(Beginning of Material shown)

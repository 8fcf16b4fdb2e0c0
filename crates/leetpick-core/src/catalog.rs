use serde::{Deserialize, Serialize};
use std::collections::{BTreeMap, BTreeSet, HashMap};

/// Stable identifier of a catalogued problem. Always positive.
pub type ProblemId = u32;

/// Difficulty rating as published by the catalog
#[derive(Debug, Clone, Copy, PartialEq, Eq, PartialOrd, Ord, Hash, Serialize, Deserialize)]
pub enum Difficulty {
    Easy,
    Medium,
    Hard,
}

impl Difficulty {
    pub const ALL: [Difficulty; 3] = [Difficulty::Easy, Difficulty::Medium, Difficulty::Hard];
}

impl std::fmt::Display for Difficulty {
    fn fmt(&self, f: &mut std::fmt::Formatter<'_>) -> std::fmt::Result {
        match self {
            Difficulty::Easy => write!(f, "Easy"),
            Difficulty::Medium => write!(f, "Medium"),
            Difficulty::Hard => write!(f, "Hard"),
        }
    }
}

impl std::str::FromStr for Difficulty {
    type Err = String;

    fn from_str(s: &str) -> Result<Self, Self::Err> {
        match s.to_lowercase().as_str() {
            "easy" => Ok(Difficulty::Easy),
            "medium" => Ok(Difficulty::Medium),
            "hard" => Ok(Difficulty::Hard),
            _ => Err(format!("Unknown difficulty: {}", s)),
        }
    }
}

/// A single practice problem
#[derive(Debug, Clone, PartialEq, Serialize, Deserialize)]
pub struct Problem {
    pub id: ProblemId,
    pub name: String,
    pub link: String,
    pub difficulty: Difficulty,
    /// Share of accepted submissions, e.g. `"45.2%"`
    pub acceptance: String,
}

/// Read-only problem catalog, loaded once at startup.
#[derive(Debug, Clone, Default)]
pub struct Catalog {
    pub problems: BTreeMap<ProblemId, Problem>,
    pub topics: BTreeMap<String, BTreeSet<ProblemId>>,
    /// Companies that have asked each problem, most frequent first
    pub problem_companies: HashMap<ProblemId, Vec<String>>,
    /// Company name -> period label (e.g. "6months") -> problem ids
    pub company_problems: BTreeMap<String, BTreeMap<String, Vec<ProblemId>>>,
}

impl Catalog {
    pub fn get(&self, id: ProblemId) -> Option<&Problem> {
        self.problems.get(&id)
    }

    pub fn contains(&self, id: ProblemId) -> bool {
        self.problems.contains_key(&id)
    }

    pub fn all_ids(&self) -> BTreeSet<ProblemId> {
        self.problems.keys().copied().collect()
    }

    pub fn topic_names(&self) -> Vec<String> {
        self.topics.keys().cloned().collect()
    }

    /// Union of the members of the named topics. Unknown names contribute nothing.
    pub fn topic_members<S: AsRef<str>>(&self, names: &[S]) -> BTreeSet<ProblemId> {
        names
            .iter()
            .filter_map(|name| self.topics.get(name.as_ref()))
            .flat_map(|members| members.iter().copied())
            .collect()
    }

    pub fn companies_for(&self, id: ProblemId) -> &[String] {
        self.problem_companies
            .get(&id)
            .map(Vec::as_slice)
            .unwrap_or(&[])
    }

    /// Every problem a company has asked, across all periods.
    pub fn company_members(&self, company: &str) -> Option<BTreeSet<ProblemId>> {
        self.company_problems
            .get(company)
            .map(|periods| periods.values().flatten().copied().collect())
    }

    /// Topics whose member sets are distinct. When several names share the
    /// same members (aliases), the alphabetically first name is kept.
    pub fn canonical_topics(&self) -> Vec<String> {
        let mut seen: BTreeSet<&BTreeSet<ProblemId>> = BTreeSet::new();
        self.topics
            .iter()
            .filter(|(_, members)| seen.insert(*members))
            .map(|(name, _)| name.clone())
            .collect()
    }
}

(End of Material shown)

Exercise description:
Among the lines above, return each one holding the string "BTreeMap".

Answer area:
use std::collections::{BTreeMap, BTreeSet, HashMap};
    pub problems: BTreeMap<ProblemId, Problem>,
    pub topics: BTreeMap<String, BTreeSet<ProblemId>>,
    pub company_problems: BTreeMap<String, BTreeMap<String, Vec<ProblemId>>>,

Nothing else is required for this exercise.